July 11, 2005
the Revolution is underway

As any student knows (and I presume anyone reading this was at one time a student, probably one that had to buy their own books at some point) Textbooks suck. Now they don't suck per se. But the industry that surrounds them does. they are insanely expensive, and the markets that keep them that way function by more than the Invisible Hand. I detest this criminal conspiracy.

Therefore, it was with great joy that I read this:

"A high school in Vail will become the state's first all-wireless, all-laptop public school this fall. The 350 students at the school will not have traditional textbooks. Instead, they will use electronic and online articles as part of more traditional teacher lesson plans."

Bravo! Make the teachers work to find sources to teach from. Let them create a lesson plan that isn't dominated by some textbook author's whims. And allow the kids to study like kids study nowadays, with their computers.

Let this work well, and other school systems, desperate to cut costs, will surely follow.

Posted by danisaacs at July 11, 2005 10:54 AM | TrackBack
Comments

You know this is going to die a quick and painful death... This means that different opinions are going to come into the classroom, something that normal teachers are afraid to handle since there are kids out there who will run circles around them in a debate.

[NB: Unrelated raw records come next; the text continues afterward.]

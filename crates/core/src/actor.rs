//! Roles and the explicit caller context passed into core operations.

use crate::{HmsError, HmsResult};
use serde::{Deserialize, Serialize};

/// Identifier of a user identity. Role profiles share their identity's id.
pub type UserId = i64;

/// The single role tag carried by every identity.
///
/// Stored and serialised in upper case (`ADMIN`, `DOCTOR`, ...).
#[derive(Clone, Copy, Debug, PartialEq, Eq, Hash, Serialize, Deserialize, sqlx::Type)]
#[serde(rename_all = "UPPERCASE")]
#[sqlx(rename_all = "UPPERCASE")]
pub enum Role {
    Admin,
    Doctor,
    Patient,
    Pharmacist,
    LabWorker,
}

impl Role {
    pub const ALL: [Role; 5] = [
        Role::Admin,
        Role::Doctor,
        Role::Patient,
        Role::Pharmacist,
        Role::LabWorker,
    ];

    /// Path segment used for this role's dashboard, e.g. `labworker`.
    pub fn slug(self) -> &'static str {
        match self {
            Role::Admin => "admin",
            Role::Doctor => "doctor",
            Role::Patient => "patient",
            Role::Pharmacist => "pharmacist",
            Role::LabWorker => "labworker",
        }
    }

    pub fn display_name(self) -> &'static str {
        match self {
            Role::Admin => "Admin",
            Role::Doctor => "Doctor",
            Role::Patient => "Patient",
            Role::Pharmacist => "Pharmacist",
            Role::LabWorker => "Lab Worker",
        }
    }
}

impl std::fmt::Display for Role {
    fn fmt(&self, f: &mut std::fmt::Formatter<'_>) -> std::fmt::Result {
        f.write_str(self.display_name())
    }
}

/// The authenticated caller of a core operation.
///
/// Core services never look up "the current user" on their own; the request layer resolves the
/// session and hands the resulting `Actor` to every call.
#[derive(Clone, Copy, Debug, PartialEq, Eq)]
pub struct Actor {
    pub user_id: UserId,
    pub role: Role,
}

impl Actor {
    pub fn new(user_id: UserId, role: Role) -> Self {
        Self { user_id, role }
    }

    /// Fails with `NotAuthorized` unless the actor holds `role`.
    ///
    /// `action` completes the sentence "You are not authorised to ...".
    pub fn require(&self, role: Role, action: &str) -> HmsResult<()> {
        if self.role == role {
            Ok(())
        } else {
            Err(HmsError::NotAuthorized(action.to_string()))
        }
    }

    pub fn is(&self, role: Role) -> bool {
        self.role == role
    }
}

#[cfg(test)]
mod tests {
    use super::*;

    #[test]
    fn require_matches_on_role_tag() {
        let doctor = Actor::new(7, Role::Doctor);
        assert!(doctor.require(Role::Doctor, "do this").is_ok());
        let err = doctor
            .require(Role::Admin, "manage staff")
            .expect_err("doctor is not an admin");
        assert!(matches!(err, HmsError::NotAuthorized(msg) if msg == "manage staff"));
    }

    #[test]
    fn slugs_are_unique() {
        let mut slugs: Vec<_> = Role::ALL.iter().map(|r| r.slug()).collect();
        slugs.sort();
        slugs.dedup();
        assert_eq!(slugs.len(), Role::ALL.len());
    }
}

Social Studies will be the first class to revert, then math, then science...

I would love for this to happen, but I know how the teachers and their unions would love to maintain more of the status quo.

Posted by: Brian on July 11, 2005 03:32 PM

I disagree. You'd be suprised how much teachers hate textbooks. I can only speak to you as an individual certified to teach Mathematics in the state of Ohio (for 3 more months, anyway). And I only worked in a school for 6 months. And my brother has only been teaching HS for 4 years now. So what would I know...

Posted by: Mr. Isaacs on July 11, 2005 08:04 PM

Not doubting your experience, but I'm talking about the tenured, onlysixmoreyearstoretirement crowd who usually makes up the "textbook committees" which lately involve lots of meetings over the definition of the word "is". I've seen them in action as a parent and as a family member and while teachers are young and idealistic now; I honestly think the only change you might see will be an electronic text with some outside linking to "editorially approved" sites. Essentially you'll have a updateable version of the same textbooks...

Now wait until the DMCA comes into play when students start hacking the licenses. :-)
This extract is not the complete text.